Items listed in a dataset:
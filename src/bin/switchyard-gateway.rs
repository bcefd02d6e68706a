use std::sync::Arc;

#[tokio::main]
async fn main() -> Result<(), Box<dyn std::error::Error>> {
    let mut args = std::env::args().skip(1);
    let path = args
        .next()
        .ok_or("usage: switchyard-gateway <config.json> [--listen HOST:PORT] [--db PATH]")?;

    let mut listen_override: Option<String> = None;
    let mut db_override: Option<String> = None;

    while let Some(arg) = args.next() {
        match arg.as_str() {
            "--listen" | "--addr" => {
                listen_override = Some(args.next().ok_or("missing value for --listen/--addr")?);
            }
            "--db" => {
                db_override = Some(args.next().ok_or("missing value for --db")?);
            }
            other => return Err(format!("unknown arg: {other}").into()),
        }
    }

    let mut config = switchyard::GatewayConfig::from_file(&path)?;
    if let Some(listen) = listen_override {
        config.listen = listen;
    }
    if let Some(db) = db_override {
        config.storage.path = db.into();
    }

    switchyard::observability::init(config.json_logs);

    let listen = config.listen.clone();
    let gateway = Arc::new(switchyard::Gateway::new(config).await?);
    gateway.start().await?;

    let app = switchyard::http::router(Arc::clone(&gateway));
    let listener = tokio::net::TcpListener::bind(&listen).await?;
    tracing::info!(%listen, "switchyard-gateway listening");
    axum::serve(listener, app).await?;
    Ok(())
}
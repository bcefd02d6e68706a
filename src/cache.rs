//! Response cache policy over the durable `cache_entries` table: TTL on
//! read, LRU eviction by entry count and total body bytes on insert.

use crate::config::CacheConfig;
use crate::store::{CacheRow, CacheStats, SqliteStore, StoreError};
use crate::types::{now_millis, ResponseRecord, TokenUsage};

#[derive(Clone, Debug)]
pub struct CacheManager {
    store: SqliteStore,
    config: CacheConfig,
}

/// What a cache hit hands back to intake: enough to synthesize a completed
/// response without touching any backend.
#[derive(Clone, Debug)]
pub struct CachedResponse {
    pub text: String,
    pub thinking: Option<String>,
    pub tokens: TokenUsage,
    pub provider_used: String,
}

impl CacheManager {
    pub fn new(store: SqliteStore, config: CacheConfig) -> Self {
        Self { store, config }
    }

    pub fn enabled(&self) -> bool {
        self.config.enabled
    }

    pub async fn get(&self, fingerprint: &str) -> Result<Option<CachedResponse>, StoreError> {
        if !self.config.enabled {
            return Ok(None);
        }
        let row = self.store.cache_get(fingerprint).await?;
        Ok(row.map(|row| CachedResponse {
            text: row.text,
            thinking: row.thinking,
            tokens: row.tokens,
            provider_used: row.provider_used,
        }))
    }

    /// Store a successful response under its fingerprint. `ttl_override`
    /// comes from the serving provider's descriptor when set.
    pub async fn put(
        &self,
        fingerprint: &str,
        response: &ResponseRecord,
        ttl_override: Option<u64>,
    ) -> Result<(), StoreError> {
        if !self.config.enabled {
            return Ok(());
        }
        let now = now_millis();
        let entry = CacheRow {
            fingerprint: fingerprint.to_string(),
            text: response.text.clone(),
            thinking: response.thinking.clone(),
            tokens: response.tokens,
            provider_used: response
                .provider_used
                .clone()
                .unwrap_or_default(),
            stored_at_ms: now,
            ttl_s: ttl_override.unwrap_or(self.config.default_ttl_s),
            last_used_ms: now,
        };
        self.store
            .cache_put(entry, self.config.max_entries, self.config.max_bytes)
            .await
    }

    pub async fn evict(&self, fingerprint: &str) -> Result<bool, StoreError> {
        self.store.cache_evict(fingerprint).await
    }

    pub async fn clear(&self) -> Result<u64, StoreError> {
        self.store.cache_clear().await
    }

    pub async fn cleanup(&self) -> Result<u64, StoreError> {
        self.store.cache_cleanup().await
    }

    pub async fn stats(&self) -> Result<CacheStats, StoreError> {
        self.store.cache_stats().await
    }
}

#[cfg(test)]
mod tests {
    use super::*;
    use crate::types::BackendKind;

    fn response(text: &str) -> ResponseRecord {
        ResponseRecord {
            request_id: "r1".to_string(),
            text: text.to_string(),
            thinking: None,
            tokens: TokenUsage::new(2, 2),
            latency_ms: 5,
            backend: Some(BackendKind::HttpApi),
            provider_used: Some("stub".to_string()),
            error_kind: None,
            error_message: None,
            cached: false,
            completed_at_ms: now_millis(),
        }
    }

    async fn manager(config: CacheConfig) -> (tempfile::TempDir, CacheManager) {
        let dir = tempfile::tempdir().expect("tempdir");
        let store = SqliteStore::new(dir.path().join("gateway.sqlite"));
        store.init().await.expect("init");
        (dir, CacheManager::new(store, config))
    }

    #[tokio::test]
    async fn round_trips_when_enabled() {
        let (_dir, cache) = manager(CacheConfig::default()).await;
        cache.put("fp", &response("hi"), None).await.expect("put");
        let hit = cache.get("fp").await.expect("get").expect("hit");
        assert_eq!(hit.text, "hi");
        assert_eq!(hit.provider_used, "stub");
    }

    #[tokio::test]
    async fn disabled_cache_never_hits() {
        let (_dir, cache) = manager(CacheConfig {
            enabled: false,
            ..CacheConfig::default()
        })
        .await;
        cache.put("fp", &response("hi"), None).await.expect("put");
        assert!(cache.get("fp").await.expect("get").is_none());
    }

    #[tokio::test]
    async fn per_provider_ttl_override_applies() {
        let (_dir, cache) = manager(CacheConfig {
            default_ttl_s: 300,
            ..CacheConfig::default()
        })
        .await;
        // A zero-second override means the entry is never stored.
        cache.put("fp", &response("hi"), Some(0)).await.expect("put");
        assert!(cache.get("fp").await.expect("get").is_none());
    }
}
//! Fluent API for building Graph instances.

use crate::types::{GraphResult, NodeId, Value};

use super::Graph;

/// Fluent builder for constructing a [`Graph`] from vertex values.
///
/// Edges are recorded by value and resolved when [`GraphBuilder::build`]
/// runs, so vertices may be declared after the edges that use them.
pub struct GraphBuilder {
    oriented: bool,
    weighted: bool,
    vertices: Vec<Value>,
    edges: Vec<(Value, Value, f64)>,
}

impl GraphBuilder {
    /// Create a builder for a directed, unweighted graph.
    pub fn new() -> Self {
        Self {
            oriented: true,
            weighted: false,
            vertices: Vec::new(),
            edges: Vec::new(),
        }
    }

    /// Create a builder with explicit flags.
    pub fn with_flags(oriented: bool, weighted: bool) -> Self {
        Self {
            oriented,
            weighted,
            ..Self::new()
        }
    }

    /// Declare a vertex. Values already declared are not duplicated.
    pub fn vertex(&mut self, value: impl Into<Value>) -> &mut Self {
        let value = value.into();
        if !self.vertices.contains(&value) {
            self.vertices.push(value);
        }
        self
    }

    /// Add an unweighted edge between two values.
    pub fn link(&mut self, from: impl Into<Value>, to: impl Into<Value>) -> &mut Self {
        self.weighted_link(from, to, 0.0)
    }

    /// Add a weighted edge between two values.
    pub fn weighted_link(
        &mut self,
        from: impl Into<Value>,
        to: impl Into<Value>,
        weight: f64,
    ) -> &mut Self {
        let from = from.into();
        let to = to.into();
        self.vertex(from.clone());
        self.vertex(to.clone());
        self.edges.push((from, to, weight));
        self
    }

    /// Build the final Graph.
    pub fn build(&self) -> GraphResult<Graph> {
        let mut graph = Graph::new(self.oriented, self.weighted);
        for value in &self.vertices {
            graph.add_vertex(value.clone());
        }
        for (from, to, weight) in &self.edges {
            let from = graph.vertex_or_insert(from.clone());
            let to = graph.vertex_or_insert(to.clone());
            graph.add_edge(from, to, *weight)?;
        }
        Ok(graph)
    }
}

impl Default for GraphBuilder {
    fn default() -> Self {
        Self::new()
    }
}

/// Look up a vertex by value, for tests and examples that build by value.
pub fn vertex(graph: &Graph, value: impl Into<Value>) -> Option<NodeId> {
    graph.find_vertex(&value.into())
}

_Task to carry out_
Your answer should consist of the lines from the line with "other => return" to the line with "gateway.start().await?;" above, repeated exactly, both ends included.

_Answer_
            other => return Err(format!("unknown arg: {other}").into()),
        }
    }

    let mut config = switchyard::GatewayConfig::from_file(&path)?;
    if let Some(listen) = listen_override {
        config.listen = listen;
    }
    if let Some(db) = db_override {
        config.storage.path = db.into();
    }

    switchyard::observability::init(config.json_logs);

    let listen = config.listen.clone();
    let gateway = Arc::new(switchyard::Gateway::new(config).await?);
    gateway.start().await?;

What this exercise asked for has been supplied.